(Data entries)
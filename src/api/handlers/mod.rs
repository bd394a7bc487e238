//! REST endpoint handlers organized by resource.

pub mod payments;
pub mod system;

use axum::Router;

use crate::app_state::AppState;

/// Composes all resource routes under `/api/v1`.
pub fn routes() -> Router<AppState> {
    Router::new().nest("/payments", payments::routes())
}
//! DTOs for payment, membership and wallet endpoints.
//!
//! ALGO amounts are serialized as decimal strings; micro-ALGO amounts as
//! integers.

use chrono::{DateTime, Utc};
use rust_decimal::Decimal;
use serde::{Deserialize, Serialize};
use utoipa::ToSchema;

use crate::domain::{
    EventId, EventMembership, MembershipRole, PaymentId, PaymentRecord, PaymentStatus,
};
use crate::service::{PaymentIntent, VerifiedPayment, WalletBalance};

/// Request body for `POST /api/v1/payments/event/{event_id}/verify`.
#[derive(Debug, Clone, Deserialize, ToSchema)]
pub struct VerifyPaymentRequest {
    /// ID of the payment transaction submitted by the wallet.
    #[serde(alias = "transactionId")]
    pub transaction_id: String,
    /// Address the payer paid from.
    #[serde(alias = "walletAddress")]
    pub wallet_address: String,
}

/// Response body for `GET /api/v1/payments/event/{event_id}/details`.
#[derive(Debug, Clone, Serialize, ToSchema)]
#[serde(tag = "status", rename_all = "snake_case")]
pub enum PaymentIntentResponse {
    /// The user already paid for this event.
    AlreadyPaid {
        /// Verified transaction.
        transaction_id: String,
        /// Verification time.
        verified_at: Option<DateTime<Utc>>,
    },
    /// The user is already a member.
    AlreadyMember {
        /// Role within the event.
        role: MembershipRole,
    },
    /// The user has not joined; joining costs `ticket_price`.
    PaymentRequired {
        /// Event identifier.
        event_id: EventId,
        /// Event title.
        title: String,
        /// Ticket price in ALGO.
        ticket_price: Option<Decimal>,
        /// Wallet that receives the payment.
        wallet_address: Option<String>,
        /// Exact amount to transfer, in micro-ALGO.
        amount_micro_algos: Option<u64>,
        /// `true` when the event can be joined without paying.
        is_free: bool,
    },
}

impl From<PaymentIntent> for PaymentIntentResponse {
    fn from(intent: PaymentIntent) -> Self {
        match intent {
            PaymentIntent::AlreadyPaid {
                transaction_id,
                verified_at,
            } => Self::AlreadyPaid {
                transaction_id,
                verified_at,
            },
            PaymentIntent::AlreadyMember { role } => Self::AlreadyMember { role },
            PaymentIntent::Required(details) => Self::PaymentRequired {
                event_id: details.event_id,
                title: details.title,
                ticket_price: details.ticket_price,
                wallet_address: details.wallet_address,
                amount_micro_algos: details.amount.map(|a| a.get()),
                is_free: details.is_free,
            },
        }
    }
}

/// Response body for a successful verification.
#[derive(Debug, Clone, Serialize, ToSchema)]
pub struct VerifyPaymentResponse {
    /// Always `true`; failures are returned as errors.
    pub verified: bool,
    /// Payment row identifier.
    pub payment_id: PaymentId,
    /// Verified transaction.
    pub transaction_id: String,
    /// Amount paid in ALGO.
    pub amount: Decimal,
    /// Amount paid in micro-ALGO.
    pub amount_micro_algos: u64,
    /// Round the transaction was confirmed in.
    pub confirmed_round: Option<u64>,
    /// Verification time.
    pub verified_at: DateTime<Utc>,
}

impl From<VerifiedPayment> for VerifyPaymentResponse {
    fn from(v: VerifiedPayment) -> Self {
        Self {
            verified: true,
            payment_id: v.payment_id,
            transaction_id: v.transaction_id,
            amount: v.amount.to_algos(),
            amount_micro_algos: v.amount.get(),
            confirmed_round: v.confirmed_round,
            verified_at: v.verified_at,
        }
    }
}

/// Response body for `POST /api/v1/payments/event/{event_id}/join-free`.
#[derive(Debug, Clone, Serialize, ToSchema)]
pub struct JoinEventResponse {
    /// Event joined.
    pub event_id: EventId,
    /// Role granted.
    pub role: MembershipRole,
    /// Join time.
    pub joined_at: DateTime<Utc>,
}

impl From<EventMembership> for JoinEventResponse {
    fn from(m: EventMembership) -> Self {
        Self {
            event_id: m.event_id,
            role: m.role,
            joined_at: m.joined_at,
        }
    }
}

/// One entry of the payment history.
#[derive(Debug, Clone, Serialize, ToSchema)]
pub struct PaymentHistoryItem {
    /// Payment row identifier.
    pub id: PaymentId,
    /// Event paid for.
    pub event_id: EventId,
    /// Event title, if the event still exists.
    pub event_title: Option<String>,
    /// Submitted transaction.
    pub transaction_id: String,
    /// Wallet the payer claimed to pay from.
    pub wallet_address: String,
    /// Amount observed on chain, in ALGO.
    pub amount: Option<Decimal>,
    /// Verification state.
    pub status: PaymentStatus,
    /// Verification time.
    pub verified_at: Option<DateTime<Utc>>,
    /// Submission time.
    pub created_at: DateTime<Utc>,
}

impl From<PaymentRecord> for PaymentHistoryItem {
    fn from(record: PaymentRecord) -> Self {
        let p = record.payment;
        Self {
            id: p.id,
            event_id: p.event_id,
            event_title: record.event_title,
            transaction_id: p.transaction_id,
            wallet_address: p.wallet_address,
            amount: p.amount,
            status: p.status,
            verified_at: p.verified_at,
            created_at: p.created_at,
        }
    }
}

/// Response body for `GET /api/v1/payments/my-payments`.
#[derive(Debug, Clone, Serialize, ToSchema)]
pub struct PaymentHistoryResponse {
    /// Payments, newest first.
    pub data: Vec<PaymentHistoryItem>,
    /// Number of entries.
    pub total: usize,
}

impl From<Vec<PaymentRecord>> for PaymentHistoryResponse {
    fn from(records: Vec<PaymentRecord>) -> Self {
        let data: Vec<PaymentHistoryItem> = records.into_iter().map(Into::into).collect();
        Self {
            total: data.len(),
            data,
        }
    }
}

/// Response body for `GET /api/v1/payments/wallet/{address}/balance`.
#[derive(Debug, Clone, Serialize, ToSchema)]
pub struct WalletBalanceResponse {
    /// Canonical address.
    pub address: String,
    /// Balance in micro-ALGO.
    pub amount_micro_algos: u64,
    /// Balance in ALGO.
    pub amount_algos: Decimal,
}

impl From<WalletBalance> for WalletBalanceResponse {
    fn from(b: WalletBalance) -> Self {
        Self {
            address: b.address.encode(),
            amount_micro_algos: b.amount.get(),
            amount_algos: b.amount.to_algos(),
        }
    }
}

# TASK OBJECTIVE
Match on "true": copy every line in the records that has it.

# EXERCISE RESULT
        /// `true` when the event can be joined without paying.
    /// Always `true`; failures are returned as errors.
            verified: true,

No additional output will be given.